RECORDS SHOWN below:
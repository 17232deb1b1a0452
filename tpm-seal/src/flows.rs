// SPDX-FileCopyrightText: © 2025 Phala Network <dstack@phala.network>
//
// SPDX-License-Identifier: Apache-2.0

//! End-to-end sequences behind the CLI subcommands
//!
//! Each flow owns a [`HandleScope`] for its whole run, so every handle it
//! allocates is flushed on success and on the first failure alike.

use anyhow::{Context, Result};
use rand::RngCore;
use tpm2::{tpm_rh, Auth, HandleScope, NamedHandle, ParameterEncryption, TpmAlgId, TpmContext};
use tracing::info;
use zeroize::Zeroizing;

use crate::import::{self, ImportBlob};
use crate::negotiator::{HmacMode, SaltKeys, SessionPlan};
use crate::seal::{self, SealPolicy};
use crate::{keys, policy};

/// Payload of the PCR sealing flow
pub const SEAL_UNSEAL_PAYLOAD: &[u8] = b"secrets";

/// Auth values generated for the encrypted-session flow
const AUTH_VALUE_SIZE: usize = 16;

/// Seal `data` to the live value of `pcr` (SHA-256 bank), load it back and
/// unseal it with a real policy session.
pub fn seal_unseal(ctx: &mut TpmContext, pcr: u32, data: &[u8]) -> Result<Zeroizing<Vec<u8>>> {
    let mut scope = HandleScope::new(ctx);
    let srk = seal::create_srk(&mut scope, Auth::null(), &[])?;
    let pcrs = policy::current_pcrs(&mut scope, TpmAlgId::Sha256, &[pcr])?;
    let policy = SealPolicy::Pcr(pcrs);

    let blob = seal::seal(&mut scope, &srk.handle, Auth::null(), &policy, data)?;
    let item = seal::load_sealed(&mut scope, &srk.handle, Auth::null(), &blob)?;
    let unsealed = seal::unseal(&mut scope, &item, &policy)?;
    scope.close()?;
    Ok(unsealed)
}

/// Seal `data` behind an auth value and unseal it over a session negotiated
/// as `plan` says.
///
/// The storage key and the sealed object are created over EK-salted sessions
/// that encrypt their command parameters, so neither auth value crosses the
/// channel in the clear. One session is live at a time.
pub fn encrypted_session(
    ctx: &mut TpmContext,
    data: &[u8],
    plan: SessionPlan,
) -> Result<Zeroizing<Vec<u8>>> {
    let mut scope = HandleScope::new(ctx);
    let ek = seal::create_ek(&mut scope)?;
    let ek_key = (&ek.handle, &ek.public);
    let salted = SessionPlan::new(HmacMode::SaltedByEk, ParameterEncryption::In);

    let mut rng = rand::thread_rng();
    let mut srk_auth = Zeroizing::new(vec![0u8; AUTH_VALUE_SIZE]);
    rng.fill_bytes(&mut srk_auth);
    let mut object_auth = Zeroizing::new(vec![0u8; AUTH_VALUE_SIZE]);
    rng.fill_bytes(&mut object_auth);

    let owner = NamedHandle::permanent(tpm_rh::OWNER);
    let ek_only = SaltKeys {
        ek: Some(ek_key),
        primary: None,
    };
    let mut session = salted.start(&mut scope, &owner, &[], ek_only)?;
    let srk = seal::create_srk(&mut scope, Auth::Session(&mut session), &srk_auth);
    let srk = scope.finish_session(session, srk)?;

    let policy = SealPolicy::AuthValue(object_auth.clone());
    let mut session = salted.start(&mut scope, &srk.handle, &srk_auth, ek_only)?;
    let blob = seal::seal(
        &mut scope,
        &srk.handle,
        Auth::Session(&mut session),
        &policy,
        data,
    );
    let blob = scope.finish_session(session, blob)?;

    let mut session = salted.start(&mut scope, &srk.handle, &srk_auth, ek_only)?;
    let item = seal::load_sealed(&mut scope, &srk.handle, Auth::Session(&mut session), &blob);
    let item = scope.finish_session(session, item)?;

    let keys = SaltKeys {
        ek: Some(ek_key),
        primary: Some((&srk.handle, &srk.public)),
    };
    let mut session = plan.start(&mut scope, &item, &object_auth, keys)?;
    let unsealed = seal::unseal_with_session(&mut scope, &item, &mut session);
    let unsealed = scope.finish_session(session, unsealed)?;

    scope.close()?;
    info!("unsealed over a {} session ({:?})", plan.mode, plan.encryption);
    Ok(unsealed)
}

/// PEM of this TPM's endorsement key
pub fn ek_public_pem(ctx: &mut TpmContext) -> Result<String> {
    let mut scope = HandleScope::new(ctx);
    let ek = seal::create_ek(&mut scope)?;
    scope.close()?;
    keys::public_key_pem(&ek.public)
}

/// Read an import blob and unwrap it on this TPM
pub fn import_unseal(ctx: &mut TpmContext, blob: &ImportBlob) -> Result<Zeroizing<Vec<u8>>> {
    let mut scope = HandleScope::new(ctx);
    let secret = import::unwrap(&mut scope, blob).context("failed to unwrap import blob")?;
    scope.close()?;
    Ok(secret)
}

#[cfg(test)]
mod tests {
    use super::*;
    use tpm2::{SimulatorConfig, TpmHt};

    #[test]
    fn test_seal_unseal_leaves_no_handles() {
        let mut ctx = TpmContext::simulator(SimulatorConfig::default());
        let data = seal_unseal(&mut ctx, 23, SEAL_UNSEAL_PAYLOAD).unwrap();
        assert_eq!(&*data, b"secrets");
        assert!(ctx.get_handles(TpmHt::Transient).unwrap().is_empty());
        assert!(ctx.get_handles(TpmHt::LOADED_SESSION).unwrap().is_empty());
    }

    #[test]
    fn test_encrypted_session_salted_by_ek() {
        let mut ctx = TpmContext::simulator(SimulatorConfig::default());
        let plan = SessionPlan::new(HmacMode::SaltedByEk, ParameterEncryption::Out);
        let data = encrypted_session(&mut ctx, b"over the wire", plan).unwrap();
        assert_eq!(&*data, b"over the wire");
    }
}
End of RECORDS SHOWN.
__EXERCISE PROMPT__.
Show every line above in which the word "secrets" is found.

__ANSWER BOX__.
pub const SEAL_UNSEAL_PAYLOAD: &[u8] = b"secrets";
        assert_eq!(&*data, b"secrets");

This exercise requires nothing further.